Par la suite, les bas vins (low wines) résultant de la première distillation seront ensuite chauffés dans l’alambic intermédiaire. Ce processus de distillation supplémentaire permet de concentrer davantage l’alcool et d’éliminer les impuretés. Le produit de cette deuxième distillation est parfois appelé “feints” ou “second feints”. La distillation des bas vins dans l’alambic intermédiaire se décompose en trois phases distinctes. Les première et dernière phases, dites têtes et queues de distillations sont mis de côté car ils sont soit impropres à la consommation ou encore en raison de leur caractère inapproprié. Chaque fois que les têtes et les queues sont séparées, elles sont généralement recyclées lors de la distillation suivante dans le même alambic ou le précédent.
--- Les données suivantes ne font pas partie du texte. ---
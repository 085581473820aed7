//! A line-based terminal chat client.
//!
//! ```text
//! lanmsg-chat [--accept] [server-addr]
//! ```
//!
//! Type a line to chat. `/nick NAME` renames, `/send PATH` offers a file
//! to the room, `/quit` leaves. With `--accept`, offered files are saved
//! as `received-<name>` in the current directory; otherwise they are
//! refused.

use std::sync::Arc;

use lanmsg_client::{ChatClient, ChatUi, ClientConfig, DiskStore, FileDecision};
use lanmsg_protocol::DEFAULT_PORT;
use tokio::io::{AsyncBufReadExt, BufReader};
use tokio::sync::Notify;
use tracing_subscriber::{EnvFilter, layer::SubscriberExt, util::SubscriberInitExt};

struct Terminal {
    auto_accept: bool,
    closed: Arc<Notify>,
}

impl ChatUi for Terminal {
    fn on_status(&self, text: &str) {
        println!("* {text}");
    }

    fn on_nickname_changed(&self, nickname: &str) {
        println!("* Your nickname is now \"{nickname}\"");
    }

    fn on_chat(&self, sender: &str, text: &str) {
        println!("<{sender}> {text}");
    }

    async fn on_file_transfer_request(&self, sender: &str, file_name: &str) -> FileDecision {
        if self.auto_accept {
            let destination = format!("received-{file_name}");
            println!("* Saving \"{file_name}\" from \"{sender}\" as {destination}");
            FileDecision::accept(destination)
        } else {
            println!("* Refusing \"{file_name}\" from \"{sender}\" (start with --accept to take files)");
            FileDecision::reject()
        }
    }

    fn on_connection_closed(&self) {
        println!("* Disconnected! Bye!");
        self.closed.notify_one();
    }
}

#[tokio::main]
async fn main() -> Result<(), Box<dyn std::error::Error>> {
    tracing_subscriber::registry()
        .with(EnvFilter::try_from_default_env().unwrap_or_else(|_| EnvFilter::new("warn")))
        .with(tracing_subscriber::fmt::layer().with_writer(std::io::stderr))
        .init();

    let mut auto_accept = false;
    let mut addr = format!("127.0.0.1:{DEFAULT_PORT}");
    for arg in std::env::args().skip(1) {
        match arg.as_str() {
            "--accept" => auto_accept = true,
            "-h" | "--help" => {
                eprintln!("usage: lanmsg-chat [--accept] [server-addr]   (default {addr})");
                return Ok(());
            }
            _ => addr = arg,
        }
    }

    let closed = Arc::new(Notify::new());
    let ui = Terminal {
        auto_accept,
        closed: Arc::clone(&closed),
    };
    println!("* Connecting to {addr}...");
    let client = ChatClient::connect(&addr, ui, DiskStore, ClientConfig::default()).await?;
    println!("* Welcome! /nick NAME, /send PATH, /quit");

    let mut lines = BufReader::new(tokio::io::stdin()).lines();
    loop {
        tokio::select! {
            line = lines.next_line() => {
                let Some(line) = line? else {
                    client.disconnect()?;
                    break;
                };
                let line = line.trim();
                if line.is_empty() {
                    continue;
                }
                if line == "/quit" {
                    client.disconnect()?;
                    break;
                } else if let Some(name) = line.strip_prefix("/nick ") {
                    client.set_nickname(name.trim())?;
                } else if let Some(path) = line.strip_prefix("/send ") {
                    client.send_file(path.trim())?;
                } else {
                    client.send_chat_message(line)?;
                }
            }
            () = closed.notified() => break,
        }
    }

    client.closed().await?;
    Ok(())
}
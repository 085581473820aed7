//! Room actor: the single task that owns the chat room.
//!
//! All cross-session state lives here: who is connected, under which
//! nickname, in which handshake state, and how far the current file
//! transfer negotiation has come. Sessions never touch it directly; they
//! send commands through a [`RoomHandle`] and the actor applies them one
//! at a time. That ordering is the only synchronization the room needs.

use std::collections::HashMap;
use std::sync::Arc;

use lanmsg_protocol::{
    FileChunk, MAX_NICKNAME_LEN, Message, MessageKind, StatusCode, truncate_to_boundary,
};
use lanmsg_transport::ConnectionId;
use tokio::sync::{OwnedSemaphorePermit, Semaphore, mpsc, oneshot};

use crate::{ClientState, RoomConfig, RoomError};

/// An outbound instruction from the room to one session's connection.
#[derive(Debug, Clone, PartialEq, Eq)]
pub enum SessionCommand {
    /// Queue this message for the client.
    Deliver(Message),
    /// Say goodbye and close.
    Disconnect,
}

/// Channel sender for delivering room output to a session.
///
/// Control messages are never held back. Relayed file chunks are capped
/// separately by the session's [`RelayCredit`].
pub type SessionSender = mpsc::UnboundedSender<SessionCommand>;

/// Caps how many relayed file chunks may wait in one session's mailbox.
///
/// Before a chunk is relayed, the transfer's sender takes one unit from
/// every receiver and waits while a receiver has none left. The receiving
/// session hands the unit back with [`release`](Self::release) when it
/// takes the chunk off its mailbox. A receiver that stops reading thus
/// stalls the sender's session, which stops reading its socket.
#[derive(Debug, Clone)]
pub struct RelayCredit {
    units: Arc<Semaphore>,
}

impl RelayCredit {
    /// Allows up to `window` chunks in flight (at least one).
    pub fn new(window: usize) -> Self {
        Self {
            units: Arc::new(Semaphore::new(window.clamp(1, Semaphore::MAX_PERMITS))),
        }
    }

    /// Returns the unit of a relayed chunk that left the mailbox.
    pub fn release(&self) {
        self.units.add_permits(1);
    }

    /// Units not currently held by queued chunks.
    pub fn available(&self) -> usize {
        self.units.available_permits()
    }

    /// Waits for a unit. `None` once the session has left the room.
    async fn take(&self) -> Option<OwnedSemaphorePermit> {
        Arc::clone(&self.units).acquire_owned().await.ok()
    }

    fn close(&self) {
        self.units.close();
    }
}
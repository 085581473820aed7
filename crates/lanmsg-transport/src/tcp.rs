//! TCP transport built on tokio's listener and stream types.

use std::net::SocketAddr;
use std::sync::atomic::{AtomicU64, Ordering};

use tokio::net::{TcpListener, TcpStream};

use crate::{ConnectionId, Transport, TransportError};

/// Counter for generating unique connection IDs.
static NEXT_CONNECTION_ID: AtomicU64 = AtomicU64::new(1);

fn next_id() -> ConnectionId {
    ConnectionId::new(NEXT_CONNECTION_ID.fetch_add(1, Ordering::Relaxed))
}

/// Resolves `addr` to the first socket address it names.
async fn resolve(addr: &str) -> Result<SocketAddr, TransportError> {
    let mut addrs = tokio::net::lookup_host(addr).await.map_err(|source| {
        TransportError::InvalidAddress {
            addr: addr.to_owned(),
            source: Some(source),
        }
    })?;
    addrs.next().ok_or_else(|| TransportError::InvalidAddress {
        addr: addr.to_owned(),
        source: None,
    })
}

/// A TCP [`Transport`] that listens for incoming chat clients.
pub struct TcpTransport {
    listener: TcpListener,
}

impl TcpTransport {
    /// Binds a listener to `addr` (`host:port`).
    pub async fn bind(addr: &str) -> Result<Self, TransportError> {
        let socket_addr = resolve(addr).await?;
        let listener = TcpListener::bind(socket_addr)
            .await
            .map_err(|source| TransportError::BindFailed {
                addr: socket_addr,
                source,
            })?;
        tracing::info!(addr, "TCP transport listening");
        Ok(Self { listener })
    }
}

impl Transport for TcpTransport {
    type Connection = TcpConnection;
    type Error = TransportError;

    async fn accept(&mut self) -> Result<Self::Connection, Self::Error> {
        let (stream, peer_addr) = self
            .listener
            .accept()
            .await
            .map_err(TransportError::AcceptFailed)?;
        stream.set_nodelay(true).map_err(TransportError::SocketOption)?;

        let id = next_id();
        tracing::debug!(%id, %peer_addr, "accepted TCP connection");
        Ok(TcpConnection {
            id,
            stream,
            peer_addr,
        })
    }

    fn local_addr(&self) -> Result<SocketAddr, Self::Error> {
        self.listener.local_addr().map_err(TransportError::SocketOption)
    }
}

/// One established TCP connection, either accepted or dialed.
///
/// The stream is handed over whole to the connection session that drives
/// it; this type only carries the identity that goes with it.
#[derive(Debug)]
pub struct TcpConnection {
    id: ConnectionId,
    stream: TcpStream,
    peer_addr: SocketAddr,
}

impl TcpConnection {
    /// Dials a server at `addr` (`host:port`).
    pub async fn connect(addr: &str) -> Result<Self, TransportError> {
        let socket_addr = resolve(addr).await?;
        let stream = TcpStream::connect(socket_addr)
            .await
            .map_err(|source| TransportError::ConnectFailed {
                addr: socket_addr,
                source,
            })?;
        stream.set_nodelay(true).map_err(TransportError::SocketOption)?;

        let id = next_id();
        tracing::debug!(%id, peer_addr = %socket_addr, "connected to server");
        Ok(Self {
            id,
            stream,
            peer_addr: socket_addr,
        })
    }

    /// Returns the unique identifier for this connection.
    pub fn id(&self) -> ConnectionId {
        self.id
    }

    pub fn peer_addr(&self) -> SocketAddr {
        self.peer_addr
    }

    /// Splits the connection into its identity and the raw stream.
    pub fn into_parts(self) -> (ConnectionId, TcpStream) {
        (self.id, self.stream)
    }
}

#[cfg(test)]
mod tests {
    use super::*;

    #[tokio::test]
    async fn test_bind_accept_and_connect_on_loopback() {
        let mut transport = TcpTransport::bind("127.0.0.1:0").await.unwrap();
        let addr = transport.local_addr().unwrap().to_string();

        let (accepted, dialed) =
            tokio::join!(transport.accept(), TcpConnection::connect(&addr));
        let accepted = accepted.unwrap();
        let dialed = dialed.unwrap();

        assert_ne!(accepted.id(), dialed.id());
        assert_eq!(dialed.peer_addr().to_string(), addr);
    }

    #[tokio::test]
    async fn test_accepted_ids_are_unique() {
        let mut transport = TcpTransport::bind("127.0.0.1:0").await.unwrap();
        let addr = transport.local_addr().unwrap().to_string();

        let _a = TcpConnection::connect(&addr).await.unwrap();
        let _b = TcpConnection::connect(&addr).await.unwrap();
        let first = transport.accept().await.unwrap();
        let second = transport.accept().await.unwrap();

        assert_ne!(first.id(), second.id());
    }

    #[tokio::test]
    async fn test_bind_invalid_address_is_typed_error() {
        let result = TcpTransport::bind("not an address").await;
        assert!(matches!(result, Err(TransportError::InvalidAddress { .. })));
    }

    #[tokio::test]
    async fn test_connect_refused_is_typed_error() {
        // Grab a free port, then release it so nothing listens there.
        let transport = TcpTransport::bind("127.0.0.1:0").await.unwrap();
        let addr = transport.local_addr().unwrap().to_string();
        drop(transport);

        let result = TcpConnection::connect(&addr).await;
        assert!(matches!(result, Err(TransportError::ConnectFailed { .. })));
    }
}
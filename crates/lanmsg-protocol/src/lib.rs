//! Wire protocol for lanmsg.
//!
//! This crate defines the "language" that chat clients and the server
//! speak over TCP:
//!
//! - **Types** ([`Message`], [`MessageKind`], [`StatusCode`],
//!   [`FileChunk`]): the message catalog, one enum variant per kind.
//! - **Codec** ([`FrameCodec`], [`Decoded`]): the length-prefixed binary
//!   framing and each kind's payload layout.
//! - **Errors** ([`ProtocolError`]): everything that makes a frame
//!   invalid.
//!
//! # Architecture
//!
//! The protocol layer sits between the socket (raw bytes) and the
//! session (per-connection queues). It knows nothing about connections
//! or chat rooms; it only turns bytes into messages and back.
//!
//! ```text
//! TcpStream (bytes) → Protocol (Message) → Session (queues, state)
//! ```

// ---------------------------------------------------------------------------
// Module declarations
// ---------------------------------------------------------------------------

mod codec;
mod error;
mod types;

// ---------------------------------------------------------------------------
// Re-exports
// ---------------------------------------------------------------------------

pub use codec::{
    DEFAULT_MAX_FRAME_SIZE, Decoded, FILE_DATA_FIXED_SIZE, FrameCodec, HEADER_SIZE,
};
pub use error::ProtocolError;
pub use types::{
    FILE_NAME_FIELD_SIZE, FileChunk, MAX_CHAT_TEXT_LEN, MAX_NICKNAME_LEN, Message,
    MessageKind, NICKNAME_FIELD_SIZE, StatusCode, truncate_to_boundary,
};

/// TCP port the server listens on unless configured otherwise.
pub const DEFAULT_PORT: u16 = 12345;
//! Error types for the protocol layer.
//!
//! A `ProtocolError` always means the bytes on the wire (or the message
//! about to be written) break the frame format. The connection that
//! produced it cannot be trusted any further and is closed without a
//! graceful goodbye.

use crate::MessageKind;

/// Errors raised while encoding or decoding frames.
#[derive(Debug, thiserror::Error)]
pub enum ProtocolError {
    /// The header command is not one of the known mnemonics.
    #[error("unknown command {0:?}")]
    UnknownCommand([u8; 4]),

    /// The header announces a payload larger than the codec accepts.
    #[error("payload of {size} bytes exceeds the {max} byte limit")]
    Oversize { size: usize, max: usize },

    /// The header announces a negative payload size.
    #[error("negative payload size {0}")]
    NegativeSize(i32),

    /// The payload is shorter than the fixed part of its kind.
    #[error("{kind} payload too short: got {got} bytes, need {need}")]
    Truncated {
        kind: MessageKind,
        got: usize,
        need: usize,
    },

    /// The payload is well sized but one of its fields is out of range.
    #[error("invalid message: {0}")]
    InvalidMessage(String),
}
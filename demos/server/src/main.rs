//! Runs a lanmsg server.
//!
//! ```text
//! lanmsg-server [bind-addr]
//! ```
//!
//! Settings come from the JSON file named by `LANMSG_CONFIG`, if set; a
//! bind address on the command line overrides the one in the file. Log
//! verbosity follows `RUST_LOG` (default `info`).

use lanmsg::prelude::*;
use tracing_subscriber::{EnvFilter, layer::SubscriberExt, util::SubscriberInitExt};

#[tokio::main]
async fn main() -> Result<(), Box<dyn std::error::Error>> {
    tracing_subscriber::registry()
        .with(EnvFilter::try_from_default_env().unwrap_or_else(|_| EnvFilter::new("info")))
        .with(tracing_subscriber::fmt::layer())
        .init();

    let mut config = match std::env::var_os("LANMSG_CONFIG") {
        Some(path) => ServerConfig::from_file(path)?,
        None => ServerConfig::default(),
    };
    if let Some(addr) = std::env::args().nth(1) {
        if addr == "-h" || addr == "--help" {
            eprintln!("usage: lanmsg-server [bind-addr]   (default {})", config.bind_addr);
            return Ok(());
        }
        config.bind_addr = addr;
    }

    let server = ChatServer::builder().config(config).build().await?;
    tracing::info!(addr = %server.local_addr()?, "accepting clients, Ctrl-C to stop");

    server
        .run_until(async {
            if let Err(e) = tokio::signal::ctrl_c().await {
                tracing::error!(error = %e, "cannot listen for Ctrl-C");
                std::future::pending::<()>().await;
            }
        })
        .await?;
    Ok(())
}
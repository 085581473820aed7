//! Client library for lanmsg.
//!
//! [`ChatClient::connect`] dials a server, completes the greeting and
//! returns a handle for chatting, renaming and offering files. Everything
//! the server reports comes back through a [`ChatUi`] the embedder
//! provides; files are read and written through a [`FileStore`].

mod client;
mod error;
mod session;
mod store;
mod ui;

pub use client::{ChatClient, ClientConfig};
pub use error::ClientError;
pub use store::{Chunk, DiskStore, FileStore};
pub use ui::{ChatUi, FileDecision};
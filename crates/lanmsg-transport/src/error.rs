use std::net::SocketAddr;

/// Errors that can occur in the transport layer.
///
/// Each one is fatal to the connection attempt that raised it and to
/// nothing else.
#[derive(Debug, thiserror::Error)]
pub enum TransportError {
    /// The address could not be parsed or resolved.
    #[error("invalid address {addr:?}")]
    InvalidAddress {
        addr: String,
        #[source]
        source: Option<std::io::Error>,
    },

    /// Binding the listening socket failed.
    #[error("bind to {addr} failed: {source}")]
    BindFailed {
        addr: SocketAddr,
        #[source]
        source: std::io::Error,
    },

    /// Accepting an incoming connection failed.
    #[error("accept failed: {0}")]
    AcceptFailed(#[source] std::io::Error),

    /// Dialing the server failed.
    #[error("connect to {addr} failed: {source}")]
    ConnectFailed {
        addr: SocketAddr,
        #[source]
        source: std::io::Error,
    },

    /// Setting or reading a socket option failed.
    #[error("socket option failed: {0}")]
    SocketOption(#[source] std::io::Error),
}
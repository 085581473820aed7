//! Error types for the room layer.

use lanmsg_transport::ConnectionId;

/// Errors that can occur during room operations.
#[derive(Debug, thiserror::Error)]
pub enum RoomError {
    /// The session is not registered in the room.
    ///
    /// Sessions register before their loop starts and leave after it
    /// ends, so this always points at a bug in the caller.
    #[error("session {0} not found in room")]
    NotFound(ConnectionId),

    /// The session is already registered.
    #[error("session {0} already registered")]
    AlreadyRegistered(ConnectionId),

    /// The room actor has stopped.
    #[error("room is unavailable")]
    Unavailable,
}
//! The connection loop: one task per socket.
//!
//! The loop waits for whichever comes first:
//!
//! - the socket becoming readable (or writable, when there is something
//!   to write),
//! - a command from another task in the mailbox,
//! - the poll interval running out.
//!
//! It then reads and decodes, writes one frame, or hands the command to
//! the handler, and finally runs the handler's tick hook. The loop ends
//! once the session is disconnecting and everything queued has been
//! written, when the peer closes, or on the first socket or protocol
//! error.

use bytes::{Buf, BytesMut};
use lanmsg_protocol::{Decoded, FrameCodec};
use lanmsg_transport::ConnectionId;
use tokio::io::{Interest, Ready};
use tokio::net::TcpStream;
use tokio::sync::mpsc;

use crate::{SessionConfig, SessionContext, SessionError, SessionHandler};

/// Bytes reserved in the receive buffer before each read.
const READ_CHUNK: usize = 16 * 1024;

/// Handle other tasks use to post commands to a connection.
pub type CommandSender<C> = mpsc::UnboundedSender<C>;

/// The receiving end of a connection's mailbox.
pub type CommandReceiver<C> = mpsc::UnboundedReceiver<C>;

/// What woke the loop up.
enum Wakeup<C> {
    Socket(std::io::Result<Ready>),
    Command(Option<C>),
    Timeout,
}

/// Owns one socket and drives it with a [`SessionHandler`].
///
/// Nothing outside the loop ever touches the buffers or queues; other
/// tasks reach the connection only through its mailbox.
pub struct Connection<H: SessionHandler> {
    stream: TcpStream,
    codec: FrameCodec,
    config: SessionConfig,
    /// Bytes received but not yet part of a full frame.
    recv_buf: BytesMut,
    /// The frame being written. Empty between frames.
    write_buf: BytesMut,
    ctx: SessionContext,
    handler: H,
    commands: CommandReceiver<H::Command>,
}

impl<H: SessionHandler> Connection<H> {
    pub fn new(
        id: ConnectionId,
        stream: TcpStream,
        handler: H,
        commands: CommandReceiver<H::Command>,
        config: SessionConfig,
    ) -> Self {
        Self {
            stream,
            codec: config.codec(),
            ctx: SessionContext::new(id, &config),
            config,
            recv_buf: BytesMut::new(),
            write_buf: BytesMut::new(),
            handler,
            commands,
        }
    }

    pub fn id(&self) -> ConnectionId {
        self.ctx.id()
    }

    /// Runs the loop to completion, then calls the handler's
    /// `on_closed` hook. The socket is closed when this returns.
    pub async fn run(mut self) -> Result<(), SessionError> {
        let id = self.ctx.id();
        tracing::debug!(%id, "connection loop started");

        let result = self.drive().await;
        match &result {
            Ok(()) => tracing::debug!(%id, "connection loop finished"),
            Err(e) => tracing::debug!(%id, error = %e, "connection loop failed"),
        }

        self.handler.on_closed(&mut self.ctx).await;
        result
    }

    async fn drive(&mut self) -> Result<(), SessionError> {
        self.handler.on_open(&mut self.ctx).await;

        let poll_interval = self.config.poll_interval();
        let mut mailbox_open = true;

        loop {
            if self.ctx.is_disconnecting() && !self.has_pending_writes() {
                return Ok(());
            }

            let interest = if self.has_pending_writes() {
                Interest::READABLE | Interest::WRITABLE
            } else {
                Interest::READABLE
            };
            let take_command = mailbox_open && self.ctx.can_send();

            let wakeup = tokio::select! {
                ready = self.stream.ready(interest) => Wakeup::Socket(ready),
                command = self.commands.recv(), if take_command => Wakeup::Command(command),
                _ = tokio::time::sleep(poll_interval) => Wakeup::Timeout,
            };

            match wakeup {
                Wakeup::Socket(ready) => {
                    let ready = ready?;
                    if ready.is_readable() || ready.is_read_closed() {
                        let open = self.read_frames().await?;
                        if !open {
                            return Ok(());
                        }
                    }
                    if ready.is_writable() {
                        self.write_next()?;
                    }
                }
                Wakeup::Command(Some(command)) => {
                    self.handler.on_command(command, &mut self.ctx).await;
                }
                Wakeup::Command(None) => {
                    // Every sender is gone; stop polling the mailbox.
                    mailbox_open = false;
                }
                Wakeup::Timeout => {}
            }

            if !self.ctx.is_disconnecting() {
                self.handler.on_tick(&mut self.ctx).await;
            }
        }
    }

    fn has_pending_writes(&self) -> bool {
        !self.write_buf.is_empty() || self.ctx.outbound_len() > 0
    }

    /// Reads what the socket has and decodes every complete frame.
    ///
    /// Returns `Ok(false)` when the peer has closed its side.
    async fn read_frames(&mut self) -> Result<bool, SessionError> {
        self.recv_buf.reserve(READ_CHUNK);
        match self.stream.try_read_buf(&mut self.recv_buf) {
            Ok(0) => {
                tracing::debug!(id = %self.ctx.id(), "peer closed the connection");
                return Ok(false);
            }
            Ok(n) => tracing::trace!(id = %self.ctx.id(), bytes = n, "read"),
            // Readiness can be spurious.
            Err(e) if e.kind() == std::io::ErrorKind::WouldBlock => return Ok(true),
            Err(e) => return Err(e.into()),
        }

        let mut received = 0usize;
        let outcome: Result<bool, SessionError> = loop {
            match self.codec.decode(&self.recv_buf) {
                Ok(Decoded::Message { message, consumed }) => {
                    self.recv_buf.advance(consumed);
                    tracing::trace!(id = %self.ctx.id(), kind = %message.kind(), "frame received");
                    self.ctx.push_inbound(message);
                    received += 1;
                }
                Ok(Decoded::NeedMoreData) => break Ok(true),
                Err(e) => break Err(e.into()),
            }
        };

        // Frames decoded ahead of a bad one are still handled.
        if received > 0 {
            self.handler.on_messages(&mut self.ctx).await;
        }
        outcome
    }

    /// Writes as much of the current frame as the socket takes, encoding
    /// the next queued message first if no frame is in progress.
    fn write_next(&mut self) -> Result<(), SessionError> {
        if self.write_buf.is_empty() {
            let Some(message) = self.ctx.pop_outbound() else {
                return Ok(());
            };
            self.codec.encode(&message, &mut self.write_buf)?;
            tracing::trace!(id = %self.ctx.id(), kind = %message.kind(), "frame sent");
        }

        match self.stream.try_write(&self.write_buf) {
            Ok(n) => {
                self.write_buf.advance(n);
                Ok(())
            }
            Err(e) if e.kind() == std::io::ErrorKind::WouldBlock => Ok(()),
            Err(e) => Err(e.into()),
        }
    }
}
La phase intermédiaire de la passe de distillation, appelée cœur de chauffe, est recueillie séparément. Elle titre habituellement entre 30 et 35% environ.
Pour la troisième et dernière étape de la distillation, le cœur de chauffe de la deuxième distillation (feints ou second feints) est chauffé dans l’alambic de distillation de l’eau-de-vie. Cette troisième distillation répète les mêmes phases que la deuxième, les têtes et les queues étant collectées séparément pour être distillées à nouveau lors de la passe suivante. Ce procédé permet d’obtenir un spiritueux encore plus pur, avec une teneur en alcool s’élevant maintenant à près de 74%. La troisième distillation produit un distillat au caractère de fruits d’été, comme la pêche ou la poire. Bien que présentes dès les premières étapes de la distillation, ces notes fruitées demeurent masquées par les composants plus lourds jusqu’à ce que la troisième distillation les sépare et les efface complètement du distillat final.
Comme nous sommes en mesure de constater lors de notre récente dégustation du Hazelburn 10 ans, le résultat final est un whisky avec une texture plus douce, voir onctueuse, avec des arômes plus subtils de poire mure et une palette de saveurs plus raffinée par rapport aux whiskys produits selon la méthode de distillation classique de double distillation.